Nieuwenhuis didn’t get much rain last fall but had 36 inches of snow. The cornstalk residue kept the snow in place, which absorbed moisture, insulated the ground and helped the crops get off to a decent start.

He was done planting corn by April 29 and started beans the same day. “It was a beautiful planting season. We were planting in the dust,” he said. “But I don’t expect our bins to bust this year. We will be thankful for what we get.”

Emergence was good thanks to soil moisture and organic matter, which he’s been working to increase since he began farming 39 years ago.

In contrast, “I know some people who do more full tillage, working the soil down 4 inches to 6 inches and it dried out a little deeper,” Nieuwenhuis added. “That caused a lot of uneven emergence.”

He uses planting technology that tells him the moisture percentage, soil temperature, organic matter and trash levels in his fields. “One thing we noticed was that our soil temps would go from the upper 40s in the morning to low 70s by the end of the day,” he said. “And that was at a planting depth of 2.5 inches. I was surprised it fluctuated that much during a 24-hour period.” 

Experimenting with cover crops this fall

After talking with friends in eastern Iowa who have been planting cover crops for years, Nieuwenhuis is ready to get his feet wet. “The plan is to try it on a few acres and see how it goes. While most of our farms are flat, with heavy, clay-based soils, I have a couple of farms on rolling, lighter ground. Those are the ones I’m going to try cover crops on this fall, and no-till next spring,” he said.

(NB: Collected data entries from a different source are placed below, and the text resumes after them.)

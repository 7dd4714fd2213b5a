//! Typed configuration for Celebrate.
//!
//! This crate loads the options of the validation middleware, the error
//! responder and logging with support for:
//! - TOML and JSON configuration files
//! - Environment variable overrides
//! - Strict validation (fails on unknown fields)
//! - Layered configuration (defaults → file → env)
//!
//! # Overview
//!
//! [`CelebrateConfig`] has four sections:
//!
//! - `celebrate` - pipeline options ([`CelebrateOptions`](celebrate_core::CelebrateOptions))
//! - `validation` - engine options ([`ValidationOptions`](celebrate_core::ValidationOptions))
//! - `errors` - responder options ([`ErrorsOptions`](celebrate_core::ErrorsOptions))
//! - `logging` - [`LoggingConfig`]
//!
//! # Example
//!
//! ```no_run
//! use celebrate_config::{CelebrateConfig, ConfigLoader};
//!
//! # fn main() -> Result<(), celebrate_config::ConfigError> {
//! let config = ConfigLoader::new()
//!     .with_defaults()
//!     .with_file("celebrate.toml")?
//!     .with_env_prefix("CELEBRATE")
//!     .load()?;
//!
//! println!("responding with {}", config.errors.status_code);
//! # Ok(())
//! # }
//! ```
//!
//! # Configuration File Format
//!
//! ```toml
//! [celebrate]
//! mode = "partial"
//! req_context = false
//!
//! [validation]
//! abort_early = true
//! convert = true
//! strip_unknown = false
//! allow_unknown = true
//! escape_html = false
//!
//! [errors]
//! status_code = 400
//! message = "invalid request"
//!
//! [logging]
//! enabled = true
//! level = "info"
//! format = "json"
//! service_name = "users-api"
//! ```
//!
//! # Environment Variable Overrides
//!
//! All configuration values can be overridden via environment variables using
//! the format `PREFIX__SECTION__KEY`. For example:
//!
//! - `CELEBRATE__CELEBRATE__MODE=full`
//! - `CELEBRATE__VALIDATION__ABORT_EARLY=false`
//! - `CELEBRATE__ERRORS__STATUS_CODE=422`
//! - `CELEBRATE__LOGGING__LEVEL=debug`

#![warn(missing_docs)]

mod config;
mod error;
mod loader;
mod schema;

pub use config::*;
pub use error::ConfigError;
pub use loader::ConfigLoader;
pub use schema::*;

#[cfg(test)]
mod tests {
    use super::*;

    #[test]
    fn test_default_config() {
        let config = CelebrateConfig::default();
        assert_eq!(config.errors.status_code, 400);
        assert!(config.logging.enabled);
    }

    #[test]
    fn test_logging_section_feeds_telemetry() {
        let config = CelebrateConfig::development();
        let log = config.logging.to_log_config();
        assert!(!log.json_format);
        assert_eq!(log.level, "debug");
    }
}
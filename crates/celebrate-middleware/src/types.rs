//! Common types used throughout the middleware chain.
//!
//! This module defines the HTTP request and response types used by middleware.

use bytes::Bytes;
use http_body_util::Full;

/// The HTTP request type used in the middleware chain.
///
/// This is a standard `http::Request` with a `Full<Bytes>` body.
pub type Request = http::Request<Full<Bytes>>;

/// The HTTP response type used in the middleware chain.
///
/// This is a standard `http::Response` with a `Full<Bytes>` body.
pub type Response = http::Response<Full<Bytes>>;

/// Extension trait for building responses.
pub trait ResponseExt {
    /// Creates a JSON response with the given status code.
    fn json(status: http::StatusCode, body: &serde_json::Value) -> Response;

    /// Creates the JSON envelope of an error that no handler turned into a response.
    fn internal_error(message: &str) -> Response;
}

impl ResponseExt for Response {
    fn json(status: http::StatusCode, body: &serde_json::Value) -> Response {
        http::Response::builder()
            .status(status)
            .header(http::header::CONTENT_TYPE, "application/json")
            .body(Full::new(Bytes::from(body.to_string())))
            .expect("failed to build JSON response")
    }

    fn internal_error(message: &str) -> Response {
        let status = http::StatusCode::INTERNAL_SERVER_ERROR;
        let body = serde_json::json!({
            "statusCode": status.as_u16(),
            "error": status.canonical_reason().unwrap_or("Internal Server Error"),
            "message": message
        });
        Self::json(status, &body)
    }
}
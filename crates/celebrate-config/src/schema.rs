//! Configuration schema definitions.
//!
//! The `celebrate`, `validation` and `errors` sections reuse the option types
//! of `celebrate-core` directly; this module defines the logging section.

use celebrate_telemetry::LogConfig;
use serde::{Deserialize, Serialize};

/// Log format.
#[derive(Debug, Clone, Copy, Serialize, Deserialize, PartialEq, Eq, Default)]
#[serde(rename_all = "lowercase")]
pub enum LogFormat {
    /// JSON formatted logs (production).
    #[default]
    Json,
    /// Human-readable pretty format (development).
    Pretty,
}

/// Logging configuration.
#[derive(Debug, Clone, Serialize, Deserialize, PartialEq, Eq)]
#[serde(deny_unknown_fields)]
pub struct LoggingConfig {
    /// Enable logging.
    #[serde(default = "default_true")]
    pub enabled: bool,

    /// Log level or filter directive.
    #[serde(default = "default_log_level")]
    pub level: String,

    /// Log output format.
    #[serde(default)]
    pub format: LogFormat,

    /// Include source file and line in logs.
    #[serde(default)]
    pub include_location: bool,

    /// Service name attached to log output.
    #[serde(default = "default_service_name")]
    pub service_name: String,
}

impl Default for LoggingConfig {
    fn default() -> Self {
        Self {
            enabled: true,
            level: default_log_level(),
            format: LogFormat::default(),
            include_location: false,
            service_name: default_service_name(),
        }
    }
}

impl LoggingConfig {
    /// Converts this section into the subscriber settings of `celebrate-telemetry`.
    ///
    /// ```
    /// use celebrate_config::{LogFormat, LoggingConfig};
    ///
    /// let section = LoggingConfig {
    ///     format: LogFormat::Pretty,
    ///     ..Default::default()
    /// };
    /// assert!(!section.to_log_config().json_format);
    /// ```
    #[must_use]
    pub fn to_log_config(&self) -> LogConfig {
        LogConfig {
            enabled: self.enabled,
            level: self.level.clone(),
            json_format: self.format == LogFormat::Json,
            file_line_info: self.include_location,
            service_name: self.service_name.clone(),
            ..LogConfig::default()
        }
    }
}

fn default_true() -> bool {
    true
}

fn default_log_level() -> String {
    "info".to_string()
}

fn default_service_name() -> String {
    celebrate_telemetry::logging::DEFAULT_SERVICE_NAME.to_string()
}

#[cfg(test)]
mod tests {
    use super::*;

    #[test]
    fn test_logging_defaults() {
        let config = LoggingConfig::default();
        assert!(config.enabled);
        assert_eq!(config.level, "info");
        assert_eq!(config.format, LogFormat::Json);
        assert_eq!(config.service_name, "celebrate");
    }

    #[test]
    fn test_to_log_config() {
        let config = LoggingConfig {
            level: "debug".to_string(),
            include_location: true,
            service_name: "users-api".to_string(),
            ..Default::default()
        };
        let log = config.to_log_config();
        assert!(log.json_format);
        assert!(log.file_line_info);
        assert_eq!(log.level, "debug");
        assert_eq!(log.service_name, "users-api");
    }

    #[test]
    fn test_log_format_serde() {
        let json = serde_json::to_string(&LogFormat::Pretty).unwrap();
        assert_eq!(json, "\"pretty\"");
    }

    #[test]
    fn test_unknown_logging_field_rejected() {
        let result: Result<LoggingConfig, _> = toml::from_str("colour = true");
        assert!(result.is_err());
    }
}
//! Error types for Celebrate.
//!
//! Two families of errors exist and must never be confused:
//!
//! | Error | When | Delivery |
//! |-------|------|----------|
//! | [`ConfigurationError`] | malformed schema spec or options | returned from construction |
//! | [`ValidationError`] | request does not satisfy its schemas | returned from request handling |
//!
//! A [`ValidationError`] aggregates one [`EngineError`] per failed [`Segment`],
//! in pipeline order.

use crate::segment::Segment;
use indexmap::IndexMap;
use serde::{Deserialize, Serialize};
use std::fmt;
use thiserror::Error;

/// Default message of a [`ValidationError`].
pub const DEFAULT_VALIDATION_MESSAGE: &str = "celebrate request validation failed";

/// Programmer error detected while building a middleware or responder.
///
/// This is never a request failure and never reaches the error responder.
#[derive(Error, Debug, Clone, PartialEq, Eq)]
pub enum ConfigurationError {
    /// No schema spec was supplied (`null` / `false`).
    #[error("a schema spec is required")]
    MissingSpec,

    /// The schema spec is not an object.
    #[error("the schema spec must be an object keyed by request segment")]
    NotAnObject,

    /// The schema spec has no segment.
    #[error("the schema spec must declare at least one of: {}", Segment::names().join(", "))]
    EmptySpec,

    /// The schema spec has a key outside the segment set.
    #[error("\"{key}\" is not allowed, expected one of: {}", Segment::names().join(", "))]
    UnknownSegment {
        /// The offending key.
        key: String,
    },

    /// The engine could not compile a segment schema.
    #[error("failed to compile the {segment} schema: {reason}")]
    SchemaCompile {
        /// The segment whose schema failed.
        segment: Segment,
        /// Engine-provided reason.
        reason: String,
    },

    /// Options could not be parsed.
    #[error("invalid options: {reason}")]
    InvalidOptions {
        /// Explanation of the failure.
        reason: String,
    },

    /// Responder status code outside `400..=599`.
    #[error("status code {status} is not a client or server error (expected 400-599)")]
    InvalidStatusCode {
        /// The rejected status code.
        status: u16,
    },
}

/// A single constraint violation reported by a schema engine.
#[derive(Debug, Clone, PartialEq, Eq, Serialize, Deserialize)]
pub struct Violation {
    /// Path of the offending value inside the segment.
    pub path: Vec<String>,
    /// Human-readable description.
    pub message: String,
    /// Engine-specific violation kind (e.g. `"required"`, `"pattern"`).
    pub kind: String,
}

impl Violation {
    /// Creates a violation.
    #[must_use]
    pub fn new(path: Vec<String>, message: impl Into<String>, kind: impl Into<String>) -> Self {
        Self {
            path,
            message: message.into(),
            kind: kind.into(),
        }
    }

    /// Returns the path joined with dots (`"address.zip"`).
    #[must_use]
    pub fn dotted_path(&self) -> String {
        self.path.join(".")
    }
}

/// The native failure of a schema engine for one segment.
///
/// `details` is `None` when the engine does not break its failure down into
/// individual violations.
#[derive(Debug, Clone, PartialEq, Eq, Serialize, Deserialize)]
pub struct EngineError {
    /// Summary message.
    pub message: String,
    /// Per-violation breakdown, in engine order.
    pub details: Option<Vec<Violation>>,
}

impl EngineError {
    /// Creates an error without a violation breakdown.
    #[must_use]
    pub fn new(message: impl Into<String>) -> Self {
        Self {
            message: message.into(),
            details: None,
        }
    }

    /// Creates an error from its violations. The message joins theirs.
    #[must_use]
    pub fn from_violations(violations: Vec<Violation>) -> Self {
        let message = violations
            .iter()
            .map(|v| v.message.as_str())
            .collect::<Vec<_>>()
            .join(". ");
        Self {
            message,
            details: Some(violations),
        }
    }

    /// Returns the violations, or an empty slice if there is no breakdown.
    #[must_use]
    pub fn violations(&self) -> &[Violation] {
        self.details.as_deref().unwrap_or(&[])
    }
}

impl fmt::Display for EngineError {
    fn fmt(&self, f: &mut fmt::Formatter<'_>) -> fmt::Result {
        f.write_str(&self.message)
    }
}

impl std::error::Error for EngineError {}

/// An engine failure tagged with the segment it came from.
#[derive(Debug, Clone, PartialEq, Eq, Error)]
#[error("{segment}: {error}")]
pub struct SegmentFailure {
    /// The failing segment.
    pub segment: Segment,
    /// The engine failure.
    pub error: EngineError,
}

impl SegmentFailure {
    /// Creates a segment failure.
    #[must_use]
    pub fn new(segment: Segment, error: EngineError) -> Self {
        Self { segment, error }
    }
}

/// Aggregate failure of one request validation.
///
/// Created fresh for every failing request; details keep insertion order,
/// which is pipeline order.
///
/// # Example
///
/// ```
/// use celebrate_core::{EngineError, Segment, ValidationError};
///
/// let mut err = ValidationError::new();
/// err.add(Segment::Query, EngineError::new("\"page\" must be a number"));
///
/// assert_eq!(err.len(), 1);
/// assert_eq!(err.message(), "celebrate request validation failed");
/// assert!(err.get(Segment::Query).is_some());
/// ```
#[derive(Debug, Clone, PartialEq, Eq)]
pub struct ValidationError {
    message: String,
    details: IndexMap<Segment, EngineError>,
}

impl ValidationError {
    /// Creates an empty error with the default message.
    #[must_use]
    pub fn new() -> Self {
        Self::with_message(DEFAULT_VALIDATION_MESSAGE)
    }

    /// Creates an empty error with a custom message.
    #[must_use]
    pub fn with_message(message: impl Into<String>) -> Self {
        Self {
            message: message.into(),
            details: IndexMap::new(),
        }
    }

    /// Creates an error holding a single segment failure.
    #[must_use]
    pub fn from_failure(failure: SegmentFailure) -> Self {
        let mut error = Self::new();
        error.add(failure.segment, failure.error);
        error
    }

    /// Records the failure of a segment.
    ///
    /// A segment is validated at most once per request, so a second failure
    /// for the same segment is ignored and the first one kept.
    pub fn add(&mut self, segment: Segment, error: EngineError) {
        self.details.entry(segment).or_insert(error);
    }

    /// Records every failure of `other` that is not already present.
    pub fn merge(&mut self, other: ValidationError) {
        for (segment, error) in other.details {
            self.add(segment, error);
        }
    }

    /// Returns the message.
    #[must_use]
    pub fn message(&self) -> &str {
        &self.message
    }

    /// Returns the failures keyed by segment, in insertion order.
    #[must_use]
    pub fn details(&self) -> &IndexMap<Segment, EngineError> {
        &self.details
    }

    /// Returns the failure of a segment.
    #[must_use]
    pub fn get(&self, segment: Segment) -> Option<&EngineError> {
        self.details.get(&segment)
    }

    /// Returns the failed segments in insertion order.
    pub fn segments(&self) -> impl Iterator<Item = Segment> + '_ {
        self.details.keys().copied()
    }

    /// Returns the number of failed segments.
    #[must_use]
    pub fn len(&self) -> usize {
        self.details.len()
    }

    /// Returns true when no segment failed.
    #[must_use]
    pub fn is_empty(&self) -> bool {
        self.details.is_empty()
    }
}

impl Default for ValidationError {
    fn default() -> Self {
        Self::new()
    }
}

impl fmt::Display for ValidationError {
    fn fmt(&self, f: &mut fmt::Formatter<'_>) -> fmt::Result {
        f.write_str(&self.message)?;
        if !self.details.is_empty() {
            let segments: Vec<&str> = self.details.keys().map(Segment::as_str).collect();
            write!(f, " ({})", segments.join(", "))?;
        }
        Ok(())
    }
}

impl std::error::Error for ValidationError {}

impl From<SegmentFailure> for ValidationError {
    fn from(failure: SegmentFailure) -> Self {
        Self::from_failure(failure)
    }
}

He’s going to spread the seed on cornstalks. “We use a chopping head, which cuts up the residue pretty good,” he added. “If we get any moisture this fall, the cover crop seed is going to grow.”

Nieuwenhuis watched a neighbor try cover crops last fall. “He didn’t get much growth last fall or winter, but this spring, it germinated at 40 degrees and his fields greened up in late March. It grew about 6 inches and he terminated it, then planted. That’s what we’re going to try.”

He said cover crops have to be economical to be sustainable, and that’s why he’s going to start on just a few acres. “I’m excited about our fall cover crop plan,” he said. “We will get started at the ground level, get some research done, see how it works and expand acres as we learn more.”

In late July, Nieuwenhuis hosted The Clean Water in Iowa Starts Here tour. To listen to the broadcast on NEWSRADIO 1040 WHO, click here.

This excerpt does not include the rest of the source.